//! Watch (wearable) experiment reader.
//!
//! Reads the per-participant Happimeter CSV exports, slices them into fixed
//! windows with a hop, labels every window from the resolved ground truth,
//! and exposes the corpus as lazy batched streams plus materialised label
//! vectors.
//!
//! # Directory layout
//!
//! ```text
//! <folder>/
//!   angry/
//!     027_watch.csv      # columns: Heartrate, AccelerometerX/Y/Z,
//!     031_watch.csv      #          Accelerometer, their *Norm variants,
//!     ...                #          and Second
//!   surprise/
//!     ...
//! <folder>/../ground_truth/
//!   027_emotions.json    # face-API traces, one per participant
//! ```
//!
//! Windows are emitted in `(participant, emotion, time)` order, never cross
//! a file boundary, and windows whose reconciled label is a disagreement are
//! dropped before the corpus is materialised. The raw corpus is built on
//! first access and cached on the reader; a call with different window
//! geometry or label mode rebuilds it.

use ndarray::{s, Array2, Array3, Axis};
use std::collections::BTreeSet;
use std::path::{Path, PathBuf};
use std::sync::Arc;
use tracing::{debug, info, warn};

use crate::config::{LabelMode, ReaderConfig};
use crate::emotion::{Label, Taxonomy, EMOTIONS, NUM_EMOTIONS, NUM_THREE};
use crate::error::{DatasetError, ReaderResult};
use crate::ground_truth::{find_by_prefix, GroundTruthResolver, EXPECTED_TRACE_COUNT};
use crate::kfold::cross_validation_indices;
use crate::set::Set;
use crate::stream::{
    remap_three, BatchIter, Batcher, ReservoirShuffle, SampleIter, SHUFFLE_BUFFER,
};

/// Number of sensor channels per window.
pub const WATCH_CHANNELS: usize = 5;

/// Raw sensor column names; `normalize` selects their `*Norm` variants.
pub const SENSOR_COLUMNS: [&str; WATCH_CHANNELS] = [
    "Heartrate",
    "AccelerometerX",
    "AccelerometerY",
    "AccelerometerZ",
    "Accelerometer",
];

/// Column carrying the wall-clock second within the session.
pub const SECOND_COLUMN: &str = "Second";

/// The materialised watch corpus: all windows and their class ids.
#[derive(Debug)]
pub struct WatchCorpus {
    /// Window tensor of shape `[n, window, WATCH_CHANNELS]`.
    pub data: Array3<f32>,
    /// Class id per window, parallel to `data`.
    pub labels: Vec<u8>,
}

impl WatchCorpus {
    /// Number of windows in the corpus.
    pub fn len(&self) -> usize {
        self.labels.len()
    }

    /// Returns `true` when no windows survived materialisation.
    pub fn is_empty(&self) -> bool {
        self.labels.is_empty()
    }
}

/// Cache key: the parameters that shape the raw corpus.
#[derive(Debug, Clone, Copy, PartialEq, Eq)]
struct CorpusKey {
    window: usize,
    hop: usize,
    normalize: bool,
    label_mode: LabelMode,
}

impl CorpusKey {
    fn of(cfg: &ReaderConfig) -> Self {
        CorpusKey {
            window: cfg.window,
            hop: cfg.hop,
            normalize: cfg.normalize,
            label_mode: cfg.label_mode,
        }
    }
}

/// Reader for the watch experiment data.
///
/// One reader instance owns one cached corpus; instantiate one reader per
/// logical experiment.
pub struct WatchExperimentReader {
    folder: PathBuf,
    gt_folder: PathBuf,
    participants: Option<Vec<u32>>,
    cached: Option<(CorpusKey, Arc<WatchCorpus>)>,
    epoch: u64,
}

impl WatchExperimentReader {
    /// Create a reader over `folder` (the `data/watch` layout).
    ///
    /// The ground-truth folder defaults to `ground_truth` next to `folder`.
    pub fn new(folder: impl Into<PathBuf>) -> Self {
        let folder = folder.into();
        let gt_folder = folder
            .parent()
            .map(|p| p.join("ground_truth"))
            .unwrap_or_else(|| PathBuf::from("ground_truth"));
        WatchExperimentReader {
            folder,
            gt_folder,
            participants: None,
            cached: None,
            epoch: 0,
        }
    }

    /// Override the ground-truth trace folder.
    pub fn with_ground_truth_folder(mut self, gt_folder: impl Into<PathBuf>) -> Self {
        self.gt_folder = gt_folder.into();
        self
    }

    /// Restrict the reader to an explicit participant list instead of
    /// discovering ids from the watch folder.
    pub fn with_participants(mut self, participants: Vec<u32>) -> Self {
        self.participants = Some(participants);
        self
    }

    /// The watch data folder.
    pub fn folder(&self) -> &Path {
        &self.folder
    }

    /// Participant ids in corpus row order: the explicit list when given,
    /// otherwise the sorted union of 3-digit file prefixes found under the
    /// emotion subfolders.
    pub fn participants(&self) -> Vec<u32> {
        if let Some(p) = &self.participants {
            return p.clone();
        }
        let mut ids = BTreeSet::new();
        for emotion in EMOTIONS {
            let dir = self.folder.join(emotion.name());
            let Ok(entries) = std::fs::read_dir(&dir) else { continue };
            for entry in entries.flatten() {
                let name = entry.file_name();
                let Some(name) = name.to_str() else { continue };
                // get() keeps a multibyte-named stray file from splitting a
                // char boundary.
                if let Some(prefix) = name.get(..3) {
                    if let Ok(id) = prefix.parse::<u32>() {
                        ids.insert(id);
                    }
                }
            }
        }
        ids.into_iter().collect()
    }

    /// Build (or fetch from cache) the windowed corpus for `cfg`.
    ///
    /// # Errors
    ///
    /// Ground-truth resolution errors surface here; missing per-participant
    /// CSVs only warn and skip.
    pub fn get_raw_data(&mut self, cfg: &ReaderConfig) -> ReaderResult<Arc<WatchCorpus>> {
        cfg.validate()?;
        let key = CorpusKey::of(cfg);
        if let Some((cached_key, corpus)) = &self.cached {
            if *cached_key == key {
                return Ok(Arc::clone(corpus));
            }
        }

        if matches!(cfg.label_mode, LabelMode::FaceApi | LabelMode::Both) {
            self.census_ground_truth();
        }

        let participants = self.participants();
        let grid = GroundTruthResolver::new(&self.gt_folder, participants.clone())
            .resolve(cfg.label_mode)?;

        let columns: Vec<String> = SENSOR_COLUMNS
            .iter()
            .map(|c| {
                if cfg.normalize {
                    format!("{c}Norm")
                } else {
                    (*c).to_string()
                }
            })
            .collect();

        let mut windows: Vec<Array2<f32>> = Vec::new();
        let mut labels: Vec<u8> = Vec::new();
        for (row, &pid) in participants.iter().enumerate() {
            for emotion in EMOTIONS {
                let dir = self.folder.join(emotion.name());
                let Some(path) = find_by_prefix(&dir, &format!("{pid:03}")) else {
                    warn!(
                        "Watch data file for participant {pid:03} and emotion {} not found",
                        emotion.name()
                    );
                    continue;
                };
                let (features, seconds) = read_sensor_csv(&path, &columns)?;
                for second in (cfg.window..features.nrows()).step_by(cfg.hop) {
                    let session_second = seconds[second];
                    if session_second >= grid.ncols() {
                        debug!(
                            "Second {session_second} in {} is past the session end",
                            path.display()
                        );
                        continue;
                    }
                    match grid[[row, session_second]] {
                        Label::Known(e) => {
                            windows.push(
                                features.slice(s![second - cfg.window..second, ..]).to_owned(),
                            );
                            labels.push(e.id());
                        }
                        Label::Disagreement => {}
                    }
                }
            }
        }

        let mut data = Array3::zeros((windows.len(), cfg.window, WATCH_CHANNELS));
        for (i, window) in windows.iter().enumerate() {
            data.slice_mut(s![i, .., ..]).assign(window);
        }
        info!(
            "Watch corpus: {} windows from {} participants (window={}, hop={})",
            labels.len(),
            participants.len(),
            cfg.window,
            cfg.hop
        );

        let corpus = Arc::new(WatchCorpus { data, labels });
        self.cached = Some((key, Arc::clone(&corpus)));
        Ok(corpus)
    }

    /// Stratified cross-validation indices into the raw corpus for
    /// `which_set` under `cfg`.
    pub fn get_cross_validation_indices(
        &mut self,
        which_set: Set,
        cfg: &ReaderConfig,
    ) -> ReaderResult<Vec<usize>> {
        let corpus = self.get_raw_data(cfg)?;
        Ok(cross_validation_indices(
            &corpus.labels,
            which_set,
            cfg.cv_splits,
            cfg.cv_index,
        ))
    }

    /// Lazy sample stream for `which_set`, shuffled per `cfg`.
    fn seven_samples(
        &mut self,
        which_set: Set,
        cfg: &ReaderConfig,
    ) -> ReaderResult<SampleIter<Array2<f32>>> {
        let corpus = self.get_raw_data(cfg)?;
        let indices =
            cross_validation_indices(&corpus.labels, which_set, cfg.cv_splits, cfg.cv_index);
        let samples: SampleIter<Array2<f32>> = Box::new(indices.into_iter().map(move |i| {
            (
                corpus.data.index_axis(Axis(0), i).to_owned(),
                corpus.labels[i],
            )
        }));
        if cfg.shuffle_for(which_set) {
            let seed = self.next_stream_seed(cfg.seed);
            Ok(Box::new(ReservoirShuffle::new(samples, SHUFFLE_BUFFER, seed)))
        } else {
            Ok(samples)
        }
    }

    /// Batched `(window, one_hot[7])` stream for `which_set`.
    pub fn get_seven_emotion_data(
        &mut self,
        which_set: Set,
        batch_size: usize,
        cfg: &ReaderConfig,
    ) -> ReaderResult<BatchIter<Array2<f32>>> {
        let samples = self.seven_samples(which_set, cfg)?;
        Ok(Box::new(Batcher::new(samples, batch_size, NUM_EMOTIONS)))
    }

    /// Batched `(window, one_hot[3])` stream: the seven-class stream with
    /// labels remapped through the frozen conversion, features verbatim.
    pub fn get_three_emotion_data(
        &mut self,
        which_set: Set,
        batch_size: usize,
        cfg: &ReaderConfig,
    ) -> ReaderResult<BatchIter<Array2<f32>>> {
        let samples = remap_three(self.seven_samples(which_set, cfg)?);
        Ok(Box::new(Batcher::new(samples, batch_size, NUM_THREE)))
    }

    /// String-taxonomy entry point.
    ///
    /// # Errors
    ///
    /// [`DatasetError::InvalidTaxonomy`] for an unknown taxonomy name.
    pub fn get_emotion_data(
        &mut self,
        taxonomy: &str,
        which_set: Set,
        batch_size: usize,
        cfg: &ReaderConfig,
    ) -> ReaderResult<BatchIter<Array2<f32>>> {
        match Taxonomy::parse(taxonomy)? {
            Taxonomy::NeutralEkman => self.get_seven_emotion_data(which_set, batch_size, cfg),
            Taxonomy::Three => self.get_three_emotion_data(which_set, batch_size, cfg),
        }
    }

    /// Materialise the split's label vector by iterating the unshuffled
    /// stream (batch size 100) and concatenating argmaxes.
    pub fn get_labels(&mut self, which_set: Set, cfg: &ReaderConfig) -> ReaderResult<Vec<u8>> {
        let unshuffled = ReaderConfig { shuffle: Some(false), ..cfg.clone() };
        let batches = self.get_seven_emotion_data(which_set, 100, &unshuffled)?;
        Ok(crate::stream::collect_labels(batches))
    }

    /// Shape of one preprocessed sample under `cfg`.
    pub fn get_input_shape(cfg: &ReaderConfig) -> (usize, usize) {
        (cfg.window, WATCH_CHANNELS)
    }

    /// Log the ground-truth trace census; a complete experiment ships
    /// [`EXPECTED_TRACE_COUNT`] traces and preparing missing ones is outside
    /// this crate.
    fn census_ground_truth(&self) {
        let found = std::fs::read_dir(&self.gt_folder)
            .map(|entries| {
                entries
                    .flatten()
                    .filter(|e| {
                        e.path().extension().and_then(|x| x.to_str()) == Some("json")
                    })
                    .count()
            })
            .unwrap_or(0);
        if found != EXPECTED_TRACE_COUNT {
            warn!(
                "Found {found} ground-truth traces in {}, expected {EXPECTED_TRACE_COUNT}; \
                 missing traces must be prepared externally",
                self.gt_folder.display()
            );
        }
    }

    /// Per-stream seed: the config seed perturbed by an epoch counter so
    /// repeated iterations reshuffle.
    fn next_stream_seed(&mut self, seed: u64) -> u64 {
        self.epoch = self.epoch.wrapping_add(1);
        seed ^ self.epoch.wrapping_mul(0x9E3779B97F4A7C15)
    }
}

/// Read the selected feature columns and the `Second` column from one
/// sensor CSV.
///
/// Unparsable feature cells become `NaN` (sensor glitches are tolerated);
/// an unparsable `Second` cell is a format error because labelling depends
/// on it.
fn read_sensor_csv(
    path: &Path,
    feature_columns: &[String],
) -> Result<(Array2<f32>, Vec<usize>), DatasetError> {
    let mut reader = csv::Reader::from_path(path).map_err(|source| DatasetError::Csv {
        path: path.to_path_buf(),
        source,
    })?;
    let headers = reader
        .headers()
        .map_err(|source| DatasetError::Csv { path: path.to_path_buf(), source })?
        .clone();

    let column_index = |name: &str| -> Result<usize, DatasetError> {
        headers
            .iter()
            .position(|h| h == name)
            .ok_or_else(|| DatasetError::MissingColumn {
                path: path.to_path_buf(),
                column: name.to_string(),
            })
    };
    let feature_indices: Vec<usize> = feature_columns
        .iter()
        .map(|c| column_index(c))
        .collect::<Result<_, _>>()?;
    let second_index = column_index(SECOND_COLUMN)?;

    let mut values: Vec<f32> = Vec::new();
    let mut seconds: Vec<usize> = Vec::new();
    for record in reader.records() {
        let record = record.map_err(|source| DatasetError::Csv {
            path: path.to_path_buf(),
            source,
        })?;
        for &idx in &feature_indices {
            let cell = record.get(idx).unwrap_or("");
            values.push(cell.trim().parse::<f32>().unwrap_or(f32::NAN));
        }
        let second_cell = record.get(second_index).unwrap_or("").trim();
        let second = second_cell.parse::<f64>().map_err(|_| {
            DatasetError::invalid_format(
                path,
                format!("non-numeric `{SECOND_COLUMN}` value `{second_cell}`"),
            )
        })?;
        seconds.push(second as usize);
    }

    let rows = seconds.len();
    let features = Array2::from_shape_vec((rows, feature_columns.len()), values)
        .map_err(|e| DatasetError::invalid_format(path, e.to_string()))?;
    Ok((features, seconds))
}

▬▬▬▬▬▬▬▬▬▬

## Task instructions
State how many lines of the listing above include the string "participants", with no words around the number.

## Output for this task
11